## WORK REQUEST
Copy out every line below without alteration.

## DATA FOR PROCESSING
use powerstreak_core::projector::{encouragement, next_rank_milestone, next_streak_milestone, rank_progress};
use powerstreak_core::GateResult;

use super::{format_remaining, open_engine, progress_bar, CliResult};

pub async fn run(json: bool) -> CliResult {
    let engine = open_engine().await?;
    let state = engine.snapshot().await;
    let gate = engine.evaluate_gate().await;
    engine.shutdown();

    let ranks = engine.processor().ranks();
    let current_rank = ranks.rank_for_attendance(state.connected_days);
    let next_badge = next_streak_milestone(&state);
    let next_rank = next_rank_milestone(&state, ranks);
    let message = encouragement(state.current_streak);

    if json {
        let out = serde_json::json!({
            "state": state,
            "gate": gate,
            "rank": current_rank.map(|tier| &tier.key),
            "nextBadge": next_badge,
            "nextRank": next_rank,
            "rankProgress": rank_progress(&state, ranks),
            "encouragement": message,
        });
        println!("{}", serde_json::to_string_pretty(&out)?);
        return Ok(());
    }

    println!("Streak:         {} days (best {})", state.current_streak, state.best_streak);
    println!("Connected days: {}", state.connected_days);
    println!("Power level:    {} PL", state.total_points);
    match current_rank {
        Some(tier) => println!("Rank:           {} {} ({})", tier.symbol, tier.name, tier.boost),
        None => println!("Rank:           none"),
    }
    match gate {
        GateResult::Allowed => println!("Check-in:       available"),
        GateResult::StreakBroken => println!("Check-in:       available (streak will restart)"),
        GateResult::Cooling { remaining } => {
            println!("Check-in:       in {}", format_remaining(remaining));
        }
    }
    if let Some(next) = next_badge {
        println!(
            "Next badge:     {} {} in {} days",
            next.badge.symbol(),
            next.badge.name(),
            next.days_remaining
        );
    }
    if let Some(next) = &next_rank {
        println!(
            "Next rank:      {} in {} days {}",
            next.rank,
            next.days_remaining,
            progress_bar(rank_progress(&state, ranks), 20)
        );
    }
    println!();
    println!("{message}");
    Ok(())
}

## ANSWER FOR THIS EXERCISE
use powerstreak_core::projector::{encouragement, next_rank_milestone, next_streak_milestone, rank_progress};
use powerstreak_core::GateResult;

use super::{format_remaining, open_engine, progress_bar, CliResult};

pub async fn run(json: bool) -> CliResult {
    let engine = open_engine().await?;
    let state = engine.snapshot().await;
    let gate = engine.evaluate_gate().await;
    engine.shutdown();

    let ranks = engine.processor().ranks();
    let current_rank = ranks.rank_for_attendance(state.connected_days);
    let next_badge = next_streak_milestone(&state);
    let next_rank = next_rank_milestone(&state, ranks);
    let message = encouragement(state.current_streak);

    if json {
        let out = serde_json::json!({
            "state": state,
            "gate": gate,
            "rank": current_rank.map(|tier| &tier.key),
            "nextBadge": next_badge,
            "nextRank": next_rank,
            "rankProgress": rank_progress(&state, ranks),
            "encouragement": message,
        });
        println!("{}", serde_json::to_string_pretty(&out)?);
        return Ok(());
    }

    println!("Streak:         {} days (best {})", state.current_streak, state.best_streak);
    println!("Connected days: {}", state.connected_days);
    println!("Power level:    {} PL", state.total_points);
    match current_rank {
        Some(tier) => println!("Rank:           {} {} ({})", tier.symbol, tier.name, tier.boost),
        None => println!("Rank:           none"),
    }
    match gate {
        GateResult::Allowed => println!("Check-in:       available"),
        GateResult::StreakBroken => println!("Check-in:       available (streak will restart)"),
        GateResult::Cooling { remaining } => {
            println!("Check-in:       in {}", format_remaining(remaining));
        }
    }
    if let Some(next) = next_badge {
        println!(
            "Next badge:     {} {} in {} days",
            next.badge.symbol(),
            next.badge.name(),
            next.days_remaining
        );
    }
    if let Some(next) = &next_rank {
        println!(
            "Next rank:      {} in {} days {}",
            next.rank,
            next.days_remaining,
            progress_bar(rank_progress(&state, ranks), 20)
        );
    }
    println!();
    println!("{message}");
    Ok(())
}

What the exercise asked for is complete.